*** Opening of Data listing ***

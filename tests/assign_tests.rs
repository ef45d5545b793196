use slotvec::{slotvec, SlotVec};

#[test]
fn test_assign_count_reuses_buffer() {
    let mut v = slotvec![1, 2, 3, 4];

    v.assign(2, 9);

    assert_eq!(v, [9, 9]);
    assert_eq!(v.capacity(), 4);
}

#[test]
fn test_assign_count_grows_exactly() {
    let mut v = slotvec![1];

    v.assign(5, 0);

    assert_eq!(v, [0, 0, 0, 0, 0]);
    assert_eq!(v.capacity(), 5);
}

#[test]
fn test_assign_slice() {
    let mut v = slotvec![1, 2, 3];

    v.assign_slice(&[7, 8]);
    assert_eq!(v, [7, 8]);
    assert_eq!(v.capacity(), 3);

    v.assign_slice(&[1, 2, 3, 4, 5, 6]);
    assert_eq!(v, [1, 2, 3, 4, 5, 6]);
    assert_eq!(v.capacity(), 6);
}

#[test]
fn test_assign_range() {
    let mut v: SlotVec<u32> = SlotVec::new();

    v.assign_range(10..13);
    assert_eq!(v, [10, 11, 12]);
    assert_eq!(v.capacity(), 3);

    v.assign_range(0..0);
    assert!(v.is_empty());
    assert_eq!(v.capacity(), 3);
}

#[test]
fn test_assign_range_from_cursors() {
    let source = slotvec!["a", "b", "c", "d"];
    let mut v = slotvec!["x"; 8];

    // Safe: `source` is not mutated while the range is alive
    let range = unsafe { (source.cbegin() + 2).range_to(source.cend()) };
    v.assign_range(range.copied());

    assert_eq!(v, ["c", "d"]);
    assert_eq!(v.capacity(), 8);
}

#[test]
fn test_copy_from_discards_excess_capacity() {
    let mut big = slotvec![0; 10];
    let small = slotvec![1, 2, 3];

    big.copy_from(&small);

    assert_eq!(big, [1, 2, 3]);
    assert_eq!(big.len(), 3);
    assert_eq!(big.capacity(), 3);
}

#[test]
fn test_copy_from_larger_source_reallocates() {
    let mut small = slotvec![1];
    let big = slotvec![4, 5, 6, 7];

    small.copy_from(&big);

    assert_eq!(small, big);
    assert_eq!(small.capacity(), 4);
}

#[test]
fn test_clone_from_matches_clone() {
    let mut source = slotvec![1, 2];
    source.reserve(8);
    let mut target = slotvec![0; 6];

    target.clone_from(&source);

    assert_eq!(target, [1, 2]);
    assert_eq!(target.capacity(), source.clone().capacity());
    assert_eq!(target.capacity(), 8);

    // copy assignment trims instead
    target.copy_from(&source);
    assert_eq!(target.capacity(), 2);
}

#[test]
fn test_copy_from_slice() {
    let mut v = slotvec![9; 4];

    v.copy_from_slice(&[1, 2]);

    assert_eq!(v, [1, 2]);
    assert_eq!(v.capacity(), 2);
    assert_eq!(v.to_debug_string(), "[ 1 2 | ], end = 2, capacity = 2");
}

#[test]
fn test_grow_after_narrowed_capacity() {
    let mut v = slotvec![0; 4];
    v.copy_from_slice(&[1]);

    v.push_back(2);
    v.push_back(3);

    assert_eq!(v, [1, 2, 3]);
    assert_eq!(v.capacity(), 4);
}

#[test]
fn test_swap_exchanges_everything() {
    let mut a = slotvec![1, 2, 3];
    a.reserve(8);
    let mut b = slotvec![9];
    let a_ptr = a.as_ptr();

    slotvec::swap(&mut a, &mut b);

    assert_eq!(a, [9]);
    assert_eq!(a.capacity(), 1);
    assert_eq!(b, [1, 2, 3]);
    assert_eq!(b.capacity(), 8);
    assert_eq!(b.as_ptr(), a_ptr);

    b.swap(&mut a);
    assert_eq!(a, [1, 2, 3]);
}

*** Close of Data listing ***

### Task instructions
For this exercise, restate every record word for word.

### Solution
filename tests/assign_tests.rs
repository ef45d5545b793196
use slotvec::{slotvec, SlotVec};

#[test]
fn test_assign_count_reuses_buffer() {
    let mut v = slotvec![1, 2, 3, 4];

    v.assign(2, 9);

    assert_eq!(v, [9, 9]);
    assert_eq!(v.capacity(), 4);
}

#[test]
fn test_assign_count_grows_exactly() {
    let mut v = slotvec![1];

    v.assign(5, 0);

    assert_eq!(v, [0, 0, 0, 0, 0]);
    assert_eq!(v.capacity(), 5);
}

#[test]
fn test_assign_slice() {
    let mut v = slotvec![1, 2, 3];

    v.assign_slice(&[7, 8]);
    assert_eq!(v, [7, 8]);
    assert_eq!(v.capacity(), 3);

    v.assign_slice(&[1, 2, 3, 4, 5, 6]);
    assert_eq!(v, [1, 2, 3, 4, 5, 6]);
    assert_eq!(v.capacity(), 6);
}

#[test]
fn test_assign_range() {
    let mut v: SlotVec<u32> = SlotVec::new();

    v.assign_range(10..13);
    assert_eq!(v, [10, 11, 12]);
    assert_eq!(v.capacity(), 3);

    v.assign_range(0..0);
    assert!(v.is_empty());
    assert_eq!(v.capacity(), 3);
}

#[test]
fn test_assign_range_from_cursors() {
    let source = slotvec!["a", "b", "c", "d"];
    let mut v = slotvec!["x"; 8];

    // Safe: `source` is not mutated while the range is alive
    let range = unsafe { (source.cbegin() + 2).range_to(source.cend()) };
    v.assign_range(range.copied());

    assert_eq!(v, ["c", "d"]);
    assert_eq!(v.capacity(), 8);
}

#[test]
fn test_copy_from_discards_excess_capacity() {
    let mut big = slotvec![0; 10];
    let small = slotvec![1, 2, 3];

    big.copy_from(&small);

    assert_eq!(big, [1, 2, 3]);
    assert_eq!(big.len(), 3);
    assert_eq!(big.capacity(), 3);
}

#[test]
fn test_copy_from_larger_source_reallocates() {
    let mut small = slotvec![1];
    let big = slotvec![4, 5, 6, 7];

    small.copy_from(&big);

    assert_eq!(small, big);
    assert_eq!(small.capacity(), 4);
}

#[test]
fn test_clone_from_matches_clone() {
    let mut source = slotvec![1, 2];
    source.reserve(8);
    let mut target = slotvec![0; 6];

    target.clone_from(&source);

    assert_eq!(target, [1, 2]);
    assert_eq!(target.capacity(), source.clone().capacity());
    assert_eq!(target.capacity(), 8);

    // copy assignment trims instead
    target.copy_from(&source);
    assert_eq!(target.capacity(), 2);
}

#[test]
fn test_copy_from_slice() {
    let mut v = slotvec![9; 4];

    v.copy_from_slice(&[1, 2]);

    assert_eq!(v, [1, 2]);
    assert_eq!(v.capacity(), 2);
    assert_eq!(v.to_debug_string(), "[ 1 2 | ], end = 2, capacity = 2");
}

#[test]
fn test_grow_after_narrowed_capacity() {
    let mut v = slotvec![0; 4];
    v.copy_from_slice(&[1]);

    v.push_back(2);
    v.push_back(3);

    assert_eq!(v, [1, 2, 3]);
    assert_eq!(v.capacity(), 4);
}

#[test]
fn test_swap_exchanges_everything() {
    let mut a = slotvec![1, 2, 3];
    a.reserve(8);
    let mut b = slotvec![9];
    let a_ptr = a.as_ptr();

    slotvec::swap(&mut a, &mut b);

    assert_eq!(a, [9]);
    assert_eq!(a.capacity(), 1);
    assert_eq!(b, [1, 2, 3]);
    assert_eq!(b.capacity(), 8);
    assert_eq!(b.as_ptr(), a_ptr);

    b.swap(&mut a);
    assert_eq!(a, [1, 2, 3]);
}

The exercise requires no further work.